April 6th, 2011 by Anne Richardson · 3 Comments · Oregon actor, Oregon musician, Oregon writer, Oregonians as inspiration, Side Notes

Gray H. Whaley’s brand new guide to the first five decades of European American presence in Oregon uses the Chinook concept of “Illahee” (homeland) as a counterbalance to the American concept of “Oregon”, the idea of an empty, fertile wilderness bequeathed directly to settlers by God. The title of the book,  Oregon and the Collapse of Illahee: U.S. Empire and the Transformation of an Indigenous World, 1792-1859, uses words which imply the erasure of Native American culture: “collapse” and “transformation”.

However, in real life, in the Oregon I live in, erasure is not the right word for what happened to the First Oregonians.

Testimony to that could be seen on stage and screen last month.

Matt McCormick originally imagined Carrie Brownstein in the role he eventually gave Renee Roman Nose in Some Days Are Better Than Others. Roman Nose plays a woman who in the course of her work sorting donations to Goodwill discovers a funeral urn filled with the remains of a human being. McCormick didn’t write his screenplay with the goal of balancing his tiny cast racially, it just happened in the casting.

Umatilla musician and music historian Thomas Morning Owl, Jr co-wrote the stage musical The Ghosts Of Celilo with Marv Ross over a period of ten years. The Ghosts of Celilio is based on true events which occurred when The Dalles dam inundated a ten thousand year old fishing village in 1957. Morning Owl Jr has appeared in both Portland productions of The Ghosts Of Celilo, playing the heavy.

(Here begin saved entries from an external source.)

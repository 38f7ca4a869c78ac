//! Server settings.
//!
//! Capas, de menor a mayor prioridad:
//! 1. Defaults de cada struct
//! 2. Archivo TOML opcional (`pulse.toml`, o la ruta en `PULSE_CONFIG`)
//! 3. Variables de entorno `PULSE__SECCION__CAMPO`

use std::net::SocketAddr;
use std::path::{Path, PathBuf};
use std::time::Duration;

use config::{Config, ConfigError, Environment, File};
use pulse_cache::CacheConfig;
use pulse_sampler::SamplerConfig;
use pulse_sources::{CoinMarketCapConfig, MultiversxConfig};
use serde::Deserialize;

/// Environment variable holding the settings file path.
pub const CONFIG_PATH_ENV: &str = "PULSE_CONFIG";

/// Settings file used when `PULSE_CONFIG` is unset.
pub const DEFAULT_CONFIG_PATH: &str = "pulse.toml";

/// All server settings.
#[derive(Debug, Clone, Default, Deserialize)]
#[serde(default)]
pub struct Settings {
    pub server: ServerSettings,
    pub cache: CacheConfig,
    pub ttl: TtlSettings,
    pub durable: DurableSettings,
    pub sampler: SamplerConfig,
    pub multiversx: MultiversxConfig,
    pub coinmarketcap: CoinMarketCapConfig,
    pub warmer: WarmerSettings,
    pub wallets: WalletList,
}

impl Settings {
    /// Loads settings from the default file location and the environment.
    pub fn load() -> Result<Self, ConfigError> {
        let path = std::env::var(CONFIG_PATH_ENV).unwrap_or_else(|_| DEFAULT_CONFIG_PATH.into());
        Self::load_from(path)
    }

    /// Loads settings from `path` (if it exists) and the environment.
    pub fn load_from(path: impl AsRef<Path>) -> Result<Self, ConfigError> {
        Self::build(path.as_ref(), Environment::with_prefix("PULSE"))
    }

    fn build(path: &Path, env: Environment) -> Result<Self, ConfigError> {
        let settings: Settings = Config::builder()
            .add_source(File::from(path).required(false))
            .add_source(env.separator("__").try_parsing(true))
            .build()?
            .try_deserialize()?;

        settings.validate()?;
        Ok(settings)
    }

    fn validate(&self) -> Result<(), ConfigError> {
        let periods = [
            ("sampler.interval_seconds", self.sampler.interval_seconds),
            (
                "sampler.request_timeout_seconds",
                self.sampler.request_timeout_seconds,
            ),
            ("warmer.interval_seconds", self.warmer.interval_seconds),
        ];
        for (name, value) in periods {
            if value == 0 {
                return Err(ConfigError::Message(format!(
                    "{} must be greater than zero",
                    name
                )));
            }
        }

        for wallet in self.wallets.iter() {
            if wallet.name.trim().is_empty() || wallet.address.trim().is_empty() {
                return Err(ConfigError::Message(format!(
                    "wallet entries need a name and an address (got '{}')",
                    wallet.name
                )));
            }
        }

        Ok(())
    }
}

/// HTTP listener settings.
#[derive(Debug, Clone, Deserialize)]
#[serde(default)]
pub struct ServerSettings {
    pub host: String,
    pub port: u16,
}

impl ServerSettings {
    /// Returns the address to bind.
    pub fn socket_addr(&self) -> Result<SocketAddr, std::net::AddrParseError> {
        format!("{}:{}", self.host, self.port).parse()
    }
}

impl Default for ServerSettings {
    fn default() -> Self {
        Self {
            host: "0.0.0.0".to_string(),
            port: 8080,
        }
    }
}

/// Freshness window per dataset, in seconds.
#[derive(Debug, Clone, Deserialize)]
#[serde(default)]
pub struct TtlSettings {
    pub network_stats: u64,
    pub staking_stats: u64,
    pub market_data: u64,
    pub price_data: u64,
    pub volume_data: u64,
    pub recent_transactions: u64,
    pub wallets: u64,
}

impl Default for TtlSettings {
    fn default() -> Self {
        Self {
            network_stats: 300,
            staking_stats: 300,
            market_data: 60,
            price_data: 300,
            volume_data: 300,
            recent_transactions: 300,
            wallets: 300,
        }
    }
}

/// Durable side-store settings.
#[derive(Debug, Clone, Deserialize)]
#[serde(default)]
pub struct DurableSettings {
    /// Whether wallet snapshots are persisted at all.
    pub enabled: bool,
    /// SQLite file. Unset or empty keeps records in process memory.
    pub path: Option<PathBuf>,
    /// Oldest record still served without fetching.
    pub max_age_seconds: u64,
}

impl DurableSettings {
    pub fn max_age(&self) -> Duration {
        Duration::from_secs(self.max_age_seconds)
    }

    /// The SQLite file to open, if any.
    pub fn sqlite_path(&self) -> Option<&Path> {
        self.path
            .as_deref()
            .filter(|path| !path.as_os_str().is_empty())
    }
}

impl Default for DurableSettings {
    fn default() -> Self {
        Self {
            enabled: true,
            path: Some(PathBuf::from("pulse.db")),
            max_age_seconds: 600,
        }
    }
}

/// Wallet warmer settings.
#[derive(Debug, Clone, Deserialize)]
#[serde(default)]
pub struct WarmerSettings {
    pub enabled: bool,
    /// Seconds between two warm-up rounds.
    pub interval_seconds: u64,
    /// Pause between two wallets of one round, in milliseconds.
    pub spacing_millis: u64,
}

impl WarmerSettings {
    pub fn interval(&self) -> Duration {
        Duration::from_secs(self.interval_seconds)
    }

    pub fn spacing(&self) -> Duration {
        Duration::from_millis(self.spacing_millis)
    }
}

impl Default for WarmerSettings {
    fn default() -> Self {
        Self {
            enabled: true,
            interval_seconds: 600,
            spacing_millis: 1000,
        }
    }
}

/// A tracked exchange wallet.
#[derive(Debug, Clone, PartialEq, Eq, Deserialize)]
pub struct WalletConfig {
    /// Short name, used in the cache key (`{name}_wallet`) and the URL.
    pub name: String,
    /// On-chain address.
    pub address: String,
}

impl WalletConfig {
    pub fn new(name: impl Into<String>, address: impl Into<String>) -> Self {
        Self {
            name: name.into(),
            address: address.into(),
        }
    }
}

/// Tracked wallets, in display order.
#[derive(Debug, Clone, Deserialize)]
#[serde(transparent)]
pub struct WalletList(Vec<WalletConfig>);

impl WalletList {
    pub fn new(wallets: Vec<WalletConfig>) -> Self {
        Self(wallets)
    }

    pub fn iter(&self) -> impl Iterator<Item = &WalletConfig> {
        self.0.iter()
    }

    /// Finds a wallet by name, ignoring case.
    pub fn find(&self, name: &str) -> Option<&WalletConfig> {
        self.0.iter().find(|w| w.name.eq_ignore_ascii_case(name))
    }

    pub fn len(&self) -> usize {
        self.0.len()
    }

    pub fn is_empty(&self) -> bool {
        self.0.is_empty()
    }
}

impl Default for WalletList {
    fn default() -> Self {
        let wallets = [
            ("binance", "erd1sdslvlxvfnnflzj42l8czrcngq3xjjzkjp3rgul4ttk6hntr4qdsv6sets"),
            ("binance_cold", "erd1v4ms58e22zjcp08suzqgm9ajmumwxcy4hfkdc23gvynnegjdflmsj6gmaq"),
            ("bybit", "erd1vj3efd5czwearu0gr3vjct8ef53lvtl7vs42vts2kh2qn3cucrnsj7ymqx"),
            ("upbit", "erd1hqamcl7hacu28q0l2kh7jt0vs6tjfhq4vp2tv7hufkx3phu0jn5ql3qw7x"),
            ("gateio", "erd1p4vy5n9mlkdys7xczegj398xtyvw2nawz00nnfh4yr7fpjh297cqtsu7lw"),
            ("bitfinex", "erd1a56dkgcpwwx6grmcvw9w5vpf9zeq53w3w7n6dmxcpxjry3l7uh2s3h9dtr"),
            ("cryptocom", "erd1hzccjg25yqaqnr732x2ka7pj5glx72pfqzf05jj9hxqn3lxkramq5zu8h4"),
            ("kraken", "erd1nmtkpqzhkla5yreu2dlyzm9fm8v902wjhvzu7xjjkd8ppefmtlws7qvx2a"),
            ("kucoin", "erd1ty4pvmjtl3mnsjvnsxgcpedd08fsn83f05tu0v5j23wnfce9p86snlkdyy"),
            ("kucoin_cold", "erd1vtlpm6sxxvmgt43ldsrpswjrfcsudmradylpxn9jkp66ra3rkz4qruzvfw"),
            ("bitget", "erd1w547kw69kpd60vlpr9pe0pn9nnqeljrcaz73znenjpgt0h3qlqqqm3szxj"),
            ("mexc", "erd1ezp86jwmcp4fmmu2mfqz0438py392z5wp6kzuqsjldgd68nwt89qshfs0y"),
            ("coinbase", "erd16jruked88jgtsar78ej85hjp3qsd9jkjcw4swsn7k0teqh3wgcqqgyrupq"),
            ("coinbase_cold", "erd16xta8867juxzm0sqmfevpa5karkd3l5k9cspns6zj28auv7nugqqpph374"),
        ];

        Self(
            wallets
                .into_iter()
                .map(|(name, address)| WalletConfig::new(name, address))
                .collect(),
        )
    }
}
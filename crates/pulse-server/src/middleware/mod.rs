//! Tower middleware applied to every request:
//! - `RequestIdLayer`: genera o propaga X-Request-Id
//! - `LoggingLayer`: span y log por request

mod logging;
mod request_id;

pub use logging::{LoggingLayer, LoggingMiddleware};
pub use request_id::{REQUEST_ID_HEADER, RequestIdLayer, RequestIdMiddleware};
//! Cache metrics recording.

use metrics::{counter, gauge, histogram};
use std::sync::Arc;
use std::sync::atomic::{AtomicU64, Ordering};
use std::time::Duration;

/// Registra las metricas de cache.
/// Llamar una vez al inicio para registrar las metricas.
pub fn register_cache_metrics() {
    metrics::describe_counter!("pulse_cache_hits_total", "Total number of fresh cache hits");
    metrics::describe_counter!("pulse_cache_misses_total", "Total number of cache misses");
    metrics::describe_counter!(
        "pulse_cache_stale_served_total",
        "Stale values served after a failed fetch"
    );
    metrics::describe_counter!(
        "pulse_cache_fetch_failures_total",
        "Total number of failed fetcher invocations"
    );
    metrics::describe_counter!(
        "pulse_cache_durable_hits_total",
        "Values served from the durable store"
    );
    metrics::describe_counter!(
        "pulse_cache_durable_write_failures_total",
        "Failed writes to the durable store"
    );
    metrics::describe_counter!(
        "pulse_cache_evictions_total",
        "Total number of cache evictions"
    );
    metrics::describe_gauge!("pulse_cache_entries", "Current number of entries in cache");
    metrics::describe_histogram!(
        "pulse_cache_operation_seconds",
        "Time spent on cache operations"
    );
}

/// Recorder de metricas de cache.
/// Usa atomic counters internos para consultas rapidas.
#[derive(Debug, Clone)]
pub struct CacheMetrics {
    hits: Arc<AtomicU64>,
    misses: Arc<AtomicU64>,
    stale_served: Arc<AtomicU64>,
    fetch_failures: Arc<AtomicU64>,
    durable_hits: Arc<AtomicU64>,
}

impl CacheMetrics {
    pub fn new() -> Self {
        Self {
            hits: Arc::new(AtomicU64::new(0)),
            misses: Arc::new(AtomicU64::new(0)),
            stale_served: Arc::new(AtomicU64::new(0)),
            fetch_failures: Arc::new(AtomicU64::new(0)),
            durable_hits: Arc::new(AtomicU64::new(0)),
        }
    }

    /// Registra un cache hit
    pub fn record_hit(&self) {
        self.hits.fetch_add(1, Ordering::Relaxed);
        counter!("pulse_cache_hits_total").increment(1);
    }

    /// Registra un cache miss
    pub fn record_miss(&self) {
        self.misses.fetch_add(1, Ordering::Relaxed);
        counter!("pulse_cache_misses_total").increment(1);
    }

    /// Registra un valor viejo servido tras un fetch fallido
    pub fn record_stale_served(&self) {
        self.stale_served.fetch_add(1, Ordering::Relaxed);
        counter!("pulse_cache_stale_served_total").increment(1);
    }

    /// Registra un fetch fallido
    pub fn record_fetch_failure(&self) {
        self.fetch_failures.fetch_add(1, Ordering::Relaxed);
        counter!("pulse_cache_fetch_failures_total").increment(1);
    }

    /// Registra un valor servido desde el store durable
    pub fn record_durable_hit(&self) {
        self.durable_hits.fetch_add(1, Ordering::Relaxed);
        counter!("pulse_cache_durable_hits_total").increment(1);
    }

    /// Registra una escritura durable fallida
    pub fn record_durable_write_failure(&self) {
        counter!("pulse_cache_durable_write_failures_total").increment(1);
    }

    /// Registra una eviction
    pub fn record_eviction(&self, reason: &str) {
        counter!("pulse_cache_evictions_total", "reason" => reason.to_string()).increment(1);
    }

    /// Actualiza el gauge de entries
    pub fn update_entry_count(&self, count: u64) {
        gauge!("pulse_cache_entries").set(count as f64);
    }

    /// Registra la duracion de una operacion
    pub fn record_operation_duration(&self, operation: &str, duration: Duration) {
        histogram!(
            "pulse_cache_operation_seconds",
            "operation" => operation.to_string()
        )
        .record(duration.as_secs_f64());
    }

    /// Calcula hit rate (para logging/debugging)
    pub fn hit_rate(&self) -> f64 {
        let hits = self.hits.load(Ordering::Relaxed) as f64;
        let misses = self.misses.load(Ordering::Relaxed) as f64;
        let total = hits + misses;
        if total == 0.0 { 0.0 } else { hits / total }
    }

    /// Retorna el numero de hits
    pub fn hits(&self) -> u64 {
        self.hits.load(Ordering::Relaxed)
    }

    /// Retorna el numero de misses
    pub fn misses(&self) -> u64 {
        self.misses.load(Ordering::Relaxed)
    }

    /// Retorna cuantas veces se sirvio un valor viejo
    pub fn stale_served(&self) -> u64 {
        self.stale_served.load(Ordering::Relaxed)
    }

    /// Retorna el numero de fetches fallidos
    pub fn fetch_failures(&self) -> u64 {
        self.fetch_failures.load(Ordering::Relaxed)
    }

    /// Retorna cuantos valores vinieron del store durable
    pub fn durable_hits(&self) -> u64 {
        self.durable_hits.load(Ordering::Relaxed)
    }
}

impl Default for CacheMetrics {
    fn default() -> Self {
        Self::new()
    }
}
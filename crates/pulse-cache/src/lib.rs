//! # Pulse Cache
//!
//! TTL fetch cache that sits between dashboard consumers and remote APIs.
//!
//! Every data-dependent consumer asks the cache for a named dataset. A fresh
//! entry is served directly; otherwise the caller's fetcher runs and its
//! result replaces the entry. When a fetch fails and an older value exists,
//! the older value is served instead of the error.
//!
//! Selected keys can also be backed by a [`DurableStore`] through a
//! [`WritePolicy`]: a recent durable record is served when the in-memory
//! entry is missing, and accepted fetch results are persisted.
//!
//! ## Example
//!
//! ```no_run
//! use std::time::Duration;
//! use pulse_cache::{CacheConfig, FetchCache};
//! use pulse_core::CacheKey;
//!
//! # #[tokio::main]
//! # async fn main() -> Result<(), Box<dyn std::error::Error>> {
//! let cache = FetchCache::new(CacheConfig::default());
//! let key = CacheKey::new("market_data")?;
//!
//! let value = cache
//!     .get_or_fetch(
//!         &key,
//!         || async { Ok::<_, std::io::Error>(serde_json::json!({"price": 31.4})) },
//!         Duration::from_secs(60),
//!     )
//!     .await?;
//! assert_eq!(value["price"], 31.4);
//! # Ok(())
//! # }
//! ```

pub mod config;
pub mod entry;
pub mod error;
pub mod fetch_cache;
pub mod metrics;
pub mod policy;
pub mod store;

// Re-exports
pub use config::CacheConfig;
pub use entry::CacheEntry;
pub use error::{BoxError, CacheError, StoreError};
pub use fetch_cache::{CacheLookup, FetchCache, FetchCacheBuilder, Origin};
pub use metrics::CacheMetrics;
pub use policy::WritePolicy;
pub use store::{DurableStore, MemoryStore, SqliteStore, StoreStats, StoredRecord};
//! Error types for rate sampling.

/// Errors that can occur while taking a rate sample.
#[derive(Debug, thiserror::Error)]
pub enum SampleError {
    /// The block source could not be reached.
    #[error("block source unavailable: {reason}")]
    SourceUnavailable { reason: String },

    /// The block source answered with data that could not be read.
    #[error("invalid block data: {0}")]
    Decode(String),

    /// The source returned no block records.
    #[error("block window is empty")]
    EmptyWindow,

    /// The sampling window is zero.
    #[error("sampling window must be greater than zero")]
    InvalidWindow,

    /// The source did not answer within the request timeout.
    #[error("block request timed out after {seconds}s")]
    Timeout { seconds: u64 },
}

impl SampleError {
    /// Creates a new source unavailable error.
    pub fn unavailable(reason: impl Into<String>) -> Self {
        Self::SourceUnavailable {
            reason: reason.into(),
        }
    }

    /// Creates a new decode error.
    pub fn decode(msg: impl Into<String>) -> Self {
        Self::Decode(msg.into())
    }

    /// Returns true if this is a transient error that might succeed on the
    /// next sample.
    pub fn is_transient(&self) -> bool {
        matches!(
            self,
            Self::SourceUnavailable { .. } | Self::Timeout { .. } | Self::EmptyWindow
        )
    }

    /// Short label used as the `outcome` metric dimension.
    pub fn outcome(&self) -> &'static str {
        match self {
            Self::SourceUnavailable { .. } => "unavailable",
            Self::Decode(_) => "decode_error",
            Self::EmptyWindow => "empty",
            Self::InvalidWindow => "invalid_window",
            Self::Timeout { .. } => "timeout",
        }
    }
}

The ghosts of Celilo also haunt Chief Bromden, the character played by Tim Sampson in Portland Center Stage’s production of Dale Wasserman’s adaptation of One Flew Over The Cuckoo’s Nest. Sampson is the son of Will Sampson, the actor who made his debut playing the same role in Milos Forman’s 1975 film. Wasserman’s stage treatment preserves the centrality Ken Kesey’s novel assigned to Bromden, a bi-racial, self elected mute whose stream of consciousness narrates the action.

In Meek’s Cutoff, Rod Rondeaux plays the Cayuse Indian who crosses paths with a hopelessly lost, and perilously thirsty, wagon train. Screenwriter Jon Raymond based his script on an actual event, recorded in an 1845 pioneer diary.

All four stories – Meek’s Cutoff, Some Days Are Better Than Others, One Flew Over The Cuckoo’s Nest, and The Ghosts Of Celilo – seamlessly incorporate  European American and Native American characters. Meek’s Cutoff and The Ghosts Of Celilo were based on historic events; Some Days and Cuckoo’s Nest based on imagined ones.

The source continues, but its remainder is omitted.